WHAT THE TASK REQUIRES >> Give back an exact copy of the lines in the records below, from the line that has "repository 0d4dee031fca9089" through the line that has "(left-to-right for row", and nothing besides.

Collected data entries >>

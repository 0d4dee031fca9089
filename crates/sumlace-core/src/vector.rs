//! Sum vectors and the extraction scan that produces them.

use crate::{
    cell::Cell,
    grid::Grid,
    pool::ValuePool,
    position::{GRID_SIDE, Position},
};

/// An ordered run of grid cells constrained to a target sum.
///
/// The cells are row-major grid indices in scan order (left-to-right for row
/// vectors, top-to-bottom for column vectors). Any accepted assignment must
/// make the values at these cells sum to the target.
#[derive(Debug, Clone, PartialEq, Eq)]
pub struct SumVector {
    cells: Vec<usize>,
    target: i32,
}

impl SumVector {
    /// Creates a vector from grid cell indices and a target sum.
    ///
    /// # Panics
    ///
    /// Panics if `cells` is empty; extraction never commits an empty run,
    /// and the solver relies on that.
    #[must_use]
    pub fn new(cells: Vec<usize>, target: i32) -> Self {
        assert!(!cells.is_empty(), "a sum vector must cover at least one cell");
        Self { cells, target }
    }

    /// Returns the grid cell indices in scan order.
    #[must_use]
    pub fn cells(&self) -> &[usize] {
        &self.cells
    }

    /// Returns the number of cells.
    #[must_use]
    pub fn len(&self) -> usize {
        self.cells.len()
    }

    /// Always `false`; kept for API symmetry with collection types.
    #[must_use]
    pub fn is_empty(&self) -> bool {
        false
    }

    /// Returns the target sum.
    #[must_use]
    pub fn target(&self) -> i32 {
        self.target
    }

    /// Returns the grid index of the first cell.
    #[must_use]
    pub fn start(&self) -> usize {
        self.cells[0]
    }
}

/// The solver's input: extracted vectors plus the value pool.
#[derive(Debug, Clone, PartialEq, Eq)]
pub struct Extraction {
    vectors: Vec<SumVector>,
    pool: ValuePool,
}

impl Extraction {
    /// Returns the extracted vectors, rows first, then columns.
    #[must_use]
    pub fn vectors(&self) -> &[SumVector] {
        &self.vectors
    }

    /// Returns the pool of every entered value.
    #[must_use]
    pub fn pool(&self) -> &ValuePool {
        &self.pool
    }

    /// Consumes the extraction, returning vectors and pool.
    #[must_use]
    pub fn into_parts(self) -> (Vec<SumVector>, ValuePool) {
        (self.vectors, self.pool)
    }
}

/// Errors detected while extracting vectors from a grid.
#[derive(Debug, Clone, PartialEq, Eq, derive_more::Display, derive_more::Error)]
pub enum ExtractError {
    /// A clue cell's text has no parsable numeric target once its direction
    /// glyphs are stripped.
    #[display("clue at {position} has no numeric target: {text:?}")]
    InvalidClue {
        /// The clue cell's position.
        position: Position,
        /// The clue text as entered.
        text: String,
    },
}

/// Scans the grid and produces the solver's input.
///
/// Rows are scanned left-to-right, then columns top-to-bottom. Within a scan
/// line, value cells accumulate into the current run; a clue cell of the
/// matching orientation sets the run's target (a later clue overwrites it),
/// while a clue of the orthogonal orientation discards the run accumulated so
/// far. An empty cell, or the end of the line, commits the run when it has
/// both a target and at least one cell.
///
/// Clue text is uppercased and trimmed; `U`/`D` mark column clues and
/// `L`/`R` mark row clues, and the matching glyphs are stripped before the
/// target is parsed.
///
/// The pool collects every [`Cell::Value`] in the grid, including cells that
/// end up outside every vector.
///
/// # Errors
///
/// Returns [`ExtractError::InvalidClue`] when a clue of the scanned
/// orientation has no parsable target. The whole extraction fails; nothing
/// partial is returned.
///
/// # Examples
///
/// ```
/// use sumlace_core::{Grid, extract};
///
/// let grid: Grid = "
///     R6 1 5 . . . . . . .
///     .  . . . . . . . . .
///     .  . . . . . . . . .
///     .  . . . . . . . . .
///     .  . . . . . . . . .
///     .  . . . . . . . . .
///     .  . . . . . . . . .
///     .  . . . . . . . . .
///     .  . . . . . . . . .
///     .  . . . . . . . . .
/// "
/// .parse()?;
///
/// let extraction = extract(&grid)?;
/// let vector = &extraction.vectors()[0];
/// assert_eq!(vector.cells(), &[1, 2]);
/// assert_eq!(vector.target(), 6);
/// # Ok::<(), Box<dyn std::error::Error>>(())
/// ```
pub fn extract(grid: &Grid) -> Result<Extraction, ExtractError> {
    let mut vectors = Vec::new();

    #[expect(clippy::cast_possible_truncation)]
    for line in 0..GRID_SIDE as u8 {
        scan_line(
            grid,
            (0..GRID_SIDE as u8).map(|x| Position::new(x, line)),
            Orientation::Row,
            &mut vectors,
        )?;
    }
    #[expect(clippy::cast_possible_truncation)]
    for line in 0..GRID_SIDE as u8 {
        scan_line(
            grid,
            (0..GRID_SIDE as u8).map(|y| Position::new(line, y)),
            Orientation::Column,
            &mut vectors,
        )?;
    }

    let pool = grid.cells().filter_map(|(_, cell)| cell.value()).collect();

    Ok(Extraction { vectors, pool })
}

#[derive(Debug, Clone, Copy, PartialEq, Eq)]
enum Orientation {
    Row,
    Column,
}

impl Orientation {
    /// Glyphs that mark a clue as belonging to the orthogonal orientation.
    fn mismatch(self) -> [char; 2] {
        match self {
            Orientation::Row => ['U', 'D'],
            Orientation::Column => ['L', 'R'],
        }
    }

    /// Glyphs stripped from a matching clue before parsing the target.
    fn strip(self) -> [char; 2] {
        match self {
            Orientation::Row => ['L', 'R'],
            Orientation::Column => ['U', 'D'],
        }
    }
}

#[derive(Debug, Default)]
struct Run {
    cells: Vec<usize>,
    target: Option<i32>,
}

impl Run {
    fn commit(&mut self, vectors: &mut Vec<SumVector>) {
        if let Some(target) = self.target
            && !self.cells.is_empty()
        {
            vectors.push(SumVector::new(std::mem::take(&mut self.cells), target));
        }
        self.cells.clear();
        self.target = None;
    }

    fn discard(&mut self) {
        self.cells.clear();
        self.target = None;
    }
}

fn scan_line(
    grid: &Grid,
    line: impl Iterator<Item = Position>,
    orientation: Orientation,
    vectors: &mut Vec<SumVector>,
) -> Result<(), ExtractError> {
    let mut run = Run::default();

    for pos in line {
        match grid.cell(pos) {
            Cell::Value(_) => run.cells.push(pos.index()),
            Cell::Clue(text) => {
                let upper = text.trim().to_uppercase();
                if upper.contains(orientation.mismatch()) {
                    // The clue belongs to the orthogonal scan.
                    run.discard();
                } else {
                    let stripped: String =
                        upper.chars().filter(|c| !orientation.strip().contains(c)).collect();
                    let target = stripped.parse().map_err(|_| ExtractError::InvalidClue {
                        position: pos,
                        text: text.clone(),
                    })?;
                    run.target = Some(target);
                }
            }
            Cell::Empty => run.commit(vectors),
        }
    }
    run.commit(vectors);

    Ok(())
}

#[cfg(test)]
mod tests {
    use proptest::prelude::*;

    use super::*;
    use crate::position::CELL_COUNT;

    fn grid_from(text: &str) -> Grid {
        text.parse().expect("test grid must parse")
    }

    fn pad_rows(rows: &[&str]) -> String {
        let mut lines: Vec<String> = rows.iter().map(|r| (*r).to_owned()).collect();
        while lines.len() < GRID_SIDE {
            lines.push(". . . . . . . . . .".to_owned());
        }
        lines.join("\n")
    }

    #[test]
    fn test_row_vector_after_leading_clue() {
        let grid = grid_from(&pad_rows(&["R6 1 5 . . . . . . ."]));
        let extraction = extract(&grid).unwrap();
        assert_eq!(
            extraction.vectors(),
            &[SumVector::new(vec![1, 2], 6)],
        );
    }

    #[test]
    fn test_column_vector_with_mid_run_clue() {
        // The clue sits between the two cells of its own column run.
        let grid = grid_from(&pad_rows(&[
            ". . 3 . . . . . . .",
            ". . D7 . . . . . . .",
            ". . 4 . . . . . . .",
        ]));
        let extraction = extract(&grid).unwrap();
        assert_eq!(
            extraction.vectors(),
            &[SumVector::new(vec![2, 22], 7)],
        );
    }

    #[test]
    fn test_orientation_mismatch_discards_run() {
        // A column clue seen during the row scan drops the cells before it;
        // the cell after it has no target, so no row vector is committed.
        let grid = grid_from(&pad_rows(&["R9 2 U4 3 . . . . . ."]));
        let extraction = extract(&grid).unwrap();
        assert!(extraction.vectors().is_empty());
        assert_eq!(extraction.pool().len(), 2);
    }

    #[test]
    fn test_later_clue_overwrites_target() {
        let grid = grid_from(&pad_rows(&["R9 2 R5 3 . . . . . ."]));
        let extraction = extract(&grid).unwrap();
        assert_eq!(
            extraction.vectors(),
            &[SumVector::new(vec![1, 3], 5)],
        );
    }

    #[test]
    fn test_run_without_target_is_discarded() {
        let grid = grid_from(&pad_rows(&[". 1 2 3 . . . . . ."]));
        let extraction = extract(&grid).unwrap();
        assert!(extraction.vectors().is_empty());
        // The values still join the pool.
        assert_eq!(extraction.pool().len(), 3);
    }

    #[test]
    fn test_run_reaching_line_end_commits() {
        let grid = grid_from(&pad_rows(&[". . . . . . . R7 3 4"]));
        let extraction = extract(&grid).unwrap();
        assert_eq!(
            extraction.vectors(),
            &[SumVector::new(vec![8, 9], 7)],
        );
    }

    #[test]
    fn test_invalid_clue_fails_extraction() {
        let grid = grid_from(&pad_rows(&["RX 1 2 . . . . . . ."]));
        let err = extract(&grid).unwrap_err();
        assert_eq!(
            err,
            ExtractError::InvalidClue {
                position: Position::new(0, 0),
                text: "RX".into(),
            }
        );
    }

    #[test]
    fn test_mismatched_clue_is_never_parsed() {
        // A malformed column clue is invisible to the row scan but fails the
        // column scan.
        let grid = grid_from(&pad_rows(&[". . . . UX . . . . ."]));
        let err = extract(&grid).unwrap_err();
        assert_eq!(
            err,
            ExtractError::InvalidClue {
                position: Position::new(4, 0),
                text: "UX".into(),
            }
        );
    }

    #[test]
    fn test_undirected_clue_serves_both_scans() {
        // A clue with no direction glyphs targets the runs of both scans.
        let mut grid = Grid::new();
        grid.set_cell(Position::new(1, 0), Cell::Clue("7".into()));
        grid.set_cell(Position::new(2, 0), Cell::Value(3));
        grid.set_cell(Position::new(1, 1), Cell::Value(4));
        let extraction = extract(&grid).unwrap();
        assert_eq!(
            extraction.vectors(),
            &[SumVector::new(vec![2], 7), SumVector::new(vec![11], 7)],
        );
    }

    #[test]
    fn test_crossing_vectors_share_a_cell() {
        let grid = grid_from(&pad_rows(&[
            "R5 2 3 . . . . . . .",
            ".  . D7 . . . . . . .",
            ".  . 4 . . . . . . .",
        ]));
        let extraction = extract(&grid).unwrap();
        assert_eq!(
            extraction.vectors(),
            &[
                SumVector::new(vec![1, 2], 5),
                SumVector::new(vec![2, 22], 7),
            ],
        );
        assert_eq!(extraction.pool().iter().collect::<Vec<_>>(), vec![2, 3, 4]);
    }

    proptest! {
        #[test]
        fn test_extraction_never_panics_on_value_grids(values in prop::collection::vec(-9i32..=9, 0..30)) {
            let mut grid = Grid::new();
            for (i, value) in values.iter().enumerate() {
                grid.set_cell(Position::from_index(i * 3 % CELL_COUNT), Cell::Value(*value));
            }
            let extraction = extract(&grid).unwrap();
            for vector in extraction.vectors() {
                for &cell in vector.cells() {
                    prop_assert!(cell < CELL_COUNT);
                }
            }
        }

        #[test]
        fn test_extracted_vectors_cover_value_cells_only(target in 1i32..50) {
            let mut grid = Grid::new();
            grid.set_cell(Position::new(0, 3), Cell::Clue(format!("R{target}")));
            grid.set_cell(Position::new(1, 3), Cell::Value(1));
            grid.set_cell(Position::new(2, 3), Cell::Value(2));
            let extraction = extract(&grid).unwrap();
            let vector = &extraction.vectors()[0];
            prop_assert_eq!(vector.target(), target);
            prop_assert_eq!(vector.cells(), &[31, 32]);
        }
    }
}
--
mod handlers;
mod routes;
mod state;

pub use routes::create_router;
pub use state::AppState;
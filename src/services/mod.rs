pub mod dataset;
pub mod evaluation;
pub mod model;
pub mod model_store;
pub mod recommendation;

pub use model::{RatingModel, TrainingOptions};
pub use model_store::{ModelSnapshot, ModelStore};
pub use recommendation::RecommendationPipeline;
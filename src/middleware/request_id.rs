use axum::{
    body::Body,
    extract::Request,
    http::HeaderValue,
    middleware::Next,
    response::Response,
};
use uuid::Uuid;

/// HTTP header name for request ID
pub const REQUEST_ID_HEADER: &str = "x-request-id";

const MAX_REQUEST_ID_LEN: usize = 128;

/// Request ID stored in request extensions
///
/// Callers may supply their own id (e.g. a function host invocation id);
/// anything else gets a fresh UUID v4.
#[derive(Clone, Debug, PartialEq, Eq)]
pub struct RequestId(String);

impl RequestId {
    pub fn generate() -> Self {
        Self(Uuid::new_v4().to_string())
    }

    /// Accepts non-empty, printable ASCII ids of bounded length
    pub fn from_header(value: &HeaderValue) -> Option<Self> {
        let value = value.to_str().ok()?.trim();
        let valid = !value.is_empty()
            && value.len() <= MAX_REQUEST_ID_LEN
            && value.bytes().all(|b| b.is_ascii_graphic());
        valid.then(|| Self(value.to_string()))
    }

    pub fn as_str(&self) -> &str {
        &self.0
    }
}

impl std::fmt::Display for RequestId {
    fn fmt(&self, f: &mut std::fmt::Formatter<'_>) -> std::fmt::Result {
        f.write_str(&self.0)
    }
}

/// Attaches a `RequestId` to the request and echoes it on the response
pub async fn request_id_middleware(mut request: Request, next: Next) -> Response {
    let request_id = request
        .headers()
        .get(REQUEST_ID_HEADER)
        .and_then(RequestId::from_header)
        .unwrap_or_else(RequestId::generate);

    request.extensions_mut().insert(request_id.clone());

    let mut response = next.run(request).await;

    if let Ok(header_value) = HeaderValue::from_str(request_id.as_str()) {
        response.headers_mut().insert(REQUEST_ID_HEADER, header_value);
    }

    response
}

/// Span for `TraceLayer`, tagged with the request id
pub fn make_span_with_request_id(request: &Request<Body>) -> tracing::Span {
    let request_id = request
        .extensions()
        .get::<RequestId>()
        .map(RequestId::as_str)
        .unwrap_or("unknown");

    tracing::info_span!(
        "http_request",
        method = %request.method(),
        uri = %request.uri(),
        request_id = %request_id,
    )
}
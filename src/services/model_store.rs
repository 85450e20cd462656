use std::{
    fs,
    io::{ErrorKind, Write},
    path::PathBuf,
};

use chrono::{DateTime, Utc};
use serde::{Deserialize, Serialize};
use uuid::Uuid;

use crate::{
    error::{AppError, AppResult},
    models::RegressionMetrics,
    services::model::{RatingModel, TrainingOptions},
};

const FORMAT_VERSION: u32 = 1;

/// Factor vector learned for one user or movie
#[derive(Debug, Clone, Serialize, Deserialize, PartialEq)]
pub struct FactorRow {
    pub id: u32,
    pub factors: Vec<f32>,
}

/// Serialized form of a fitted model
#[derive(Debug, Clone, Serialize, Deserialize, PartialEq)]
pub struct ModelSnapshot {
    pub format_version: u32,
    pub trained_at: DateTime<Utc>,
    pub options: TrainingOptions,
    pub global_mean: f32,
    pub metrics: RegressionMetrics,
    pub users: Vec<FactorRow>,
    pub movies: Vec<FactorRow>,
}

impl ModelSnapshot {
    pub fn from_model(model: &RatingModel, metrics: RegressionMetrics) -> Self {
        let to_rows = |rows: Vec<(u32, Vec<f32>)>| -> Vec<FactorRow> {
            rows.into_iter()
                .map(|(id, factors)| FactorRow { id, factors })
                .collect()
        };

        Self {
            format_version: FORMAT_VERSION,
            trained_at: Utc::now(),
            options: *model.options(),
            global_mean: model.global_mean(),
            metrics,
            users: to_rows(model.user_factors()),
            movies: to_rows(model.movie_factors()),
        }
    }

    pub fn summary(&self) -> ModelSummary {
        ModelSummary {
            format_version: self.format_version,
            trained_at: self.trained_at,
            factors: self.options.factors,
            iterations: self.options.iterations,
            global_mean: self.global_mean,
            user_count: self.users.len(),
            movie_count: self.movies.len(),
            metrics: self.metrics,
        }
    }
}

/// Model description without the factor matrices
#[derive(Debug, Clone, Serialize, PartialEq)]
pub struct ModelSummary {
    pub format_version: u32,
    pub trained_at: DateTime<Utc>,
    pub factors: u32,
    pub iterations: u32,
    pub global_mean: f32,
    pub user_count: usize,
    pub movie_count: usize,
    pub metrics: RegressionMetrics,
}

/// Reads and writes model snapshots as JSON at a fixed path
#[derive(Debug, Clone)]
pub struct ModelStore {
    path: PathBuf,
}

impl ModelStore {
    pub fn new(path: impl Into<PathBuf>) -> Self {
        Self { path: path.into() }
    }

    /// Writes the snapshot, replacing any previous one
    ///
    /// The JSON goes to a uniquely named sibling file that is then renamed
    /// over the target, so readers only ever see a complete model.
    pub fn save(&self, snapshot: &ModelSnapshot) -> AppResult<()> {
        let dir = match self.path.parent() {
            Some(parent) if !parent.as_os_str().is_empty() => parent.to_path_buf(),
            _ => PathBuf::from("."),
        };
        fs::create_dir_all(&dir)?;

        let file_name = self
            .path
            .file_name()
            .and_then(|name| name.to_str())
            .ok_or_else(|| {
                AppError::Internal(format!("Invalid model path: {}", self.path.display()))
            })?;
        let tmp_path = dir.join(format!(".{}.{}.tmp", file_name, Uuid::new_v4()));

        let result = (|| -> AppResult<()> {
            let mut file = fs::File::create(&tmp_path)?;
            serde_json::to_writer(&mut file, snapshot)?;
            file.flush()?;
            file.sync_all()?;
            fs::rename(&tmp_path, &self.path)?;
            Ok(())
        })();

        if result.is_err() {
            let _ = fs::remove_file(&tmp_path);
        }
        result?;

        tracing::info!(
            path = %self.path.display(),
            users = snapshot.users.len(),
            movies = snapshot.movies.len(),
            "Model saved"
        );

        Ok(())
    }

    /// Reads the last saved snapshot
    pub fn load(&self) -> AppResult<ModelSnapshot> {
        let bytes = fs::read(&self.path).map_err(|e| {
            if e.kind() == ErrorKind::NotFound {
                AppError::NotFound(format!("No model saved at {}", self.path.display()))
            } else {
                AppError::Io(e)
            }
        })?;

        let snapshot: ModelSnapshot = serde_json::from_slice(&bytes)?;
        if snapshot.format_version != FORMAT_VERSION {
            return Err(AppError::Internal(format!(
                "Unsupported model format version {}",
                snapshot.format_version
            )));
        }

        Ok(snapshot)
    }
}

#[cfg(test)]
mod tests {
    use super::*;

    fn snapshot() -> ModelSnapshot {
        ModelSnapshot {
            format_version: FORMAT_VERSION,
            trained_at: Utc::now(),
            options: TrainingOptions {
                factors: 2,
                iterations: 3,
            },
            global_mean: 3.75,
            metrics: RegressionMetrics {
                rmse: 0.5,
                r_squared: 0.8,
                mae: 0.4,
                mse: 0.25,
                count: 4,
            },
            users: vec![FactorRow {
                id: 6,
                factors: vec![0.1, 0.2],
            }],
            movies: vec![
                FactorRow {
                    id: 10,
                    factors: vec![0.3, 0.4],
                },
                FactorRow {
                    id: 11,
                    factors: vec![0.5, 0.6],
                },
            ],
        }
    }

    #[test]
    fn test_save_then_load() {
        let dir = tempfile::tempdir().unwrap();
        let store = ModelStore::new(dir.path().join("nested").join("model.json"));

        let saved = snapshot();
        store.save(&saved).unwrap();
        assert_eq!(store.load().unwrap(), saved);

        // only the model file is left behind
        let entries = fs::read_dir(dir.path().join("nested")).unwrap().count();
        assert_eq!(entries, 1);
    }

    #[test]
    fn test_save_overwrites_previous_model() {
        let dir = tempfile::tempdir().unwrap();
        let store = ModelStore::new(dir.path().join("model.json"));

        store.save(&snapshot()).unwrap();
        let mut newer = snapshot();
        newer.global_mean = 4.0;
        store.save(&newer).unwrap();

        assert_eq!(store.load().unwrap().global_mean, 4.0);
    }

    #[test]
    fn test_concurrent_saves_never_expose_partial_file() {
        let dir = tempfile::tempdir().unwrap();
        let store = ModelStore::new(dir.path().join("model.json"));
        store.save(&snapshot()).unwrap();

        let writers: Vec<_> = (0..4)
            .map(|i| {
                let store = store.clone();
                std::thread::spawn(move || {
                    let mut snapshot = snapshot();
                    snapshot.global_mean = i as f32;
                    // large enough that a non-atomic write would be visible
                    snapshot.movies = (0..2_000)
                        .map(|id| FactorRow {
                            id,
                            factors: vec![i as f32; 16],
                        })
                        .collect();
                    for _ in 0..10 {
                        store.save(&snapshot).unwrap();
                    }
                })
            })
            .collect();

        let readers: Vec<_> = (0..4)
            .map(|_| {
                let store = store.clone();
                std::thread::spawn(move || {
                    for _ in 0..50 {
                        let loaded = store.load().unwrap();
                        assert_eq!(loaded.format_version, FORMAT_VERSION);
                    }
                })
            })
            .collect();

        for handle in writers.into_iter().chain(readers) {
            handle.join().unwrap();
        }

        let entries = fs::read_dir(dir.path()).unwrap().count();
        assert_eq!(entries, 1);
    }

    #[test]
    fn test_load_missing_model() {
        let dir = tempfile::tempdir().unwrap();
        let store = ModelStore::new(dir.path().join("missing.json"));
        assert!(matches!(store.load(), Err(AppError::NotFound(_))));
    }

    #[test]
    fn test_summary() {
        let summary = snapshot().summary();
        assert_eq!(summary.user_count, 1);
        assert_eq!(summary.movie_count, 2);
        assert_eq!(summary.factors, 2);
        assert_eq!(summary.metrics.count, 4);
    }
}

EXERCISE RESPONSE >>
repository 0d4dee031fca9089
filename crates/sumlace-core/src/vector.rs
//! Sum vectors and the extraction scan that produces them.

use crate::{
    cell::Cell,
    grid::Grid,
    pool::ValuePool,
    position::{GRID_SIDE, Position},
};

/// An ordered run of grid cells constrained to a target sum.
///
/// The cells are row-major grid indices in scan order (left-to-right for row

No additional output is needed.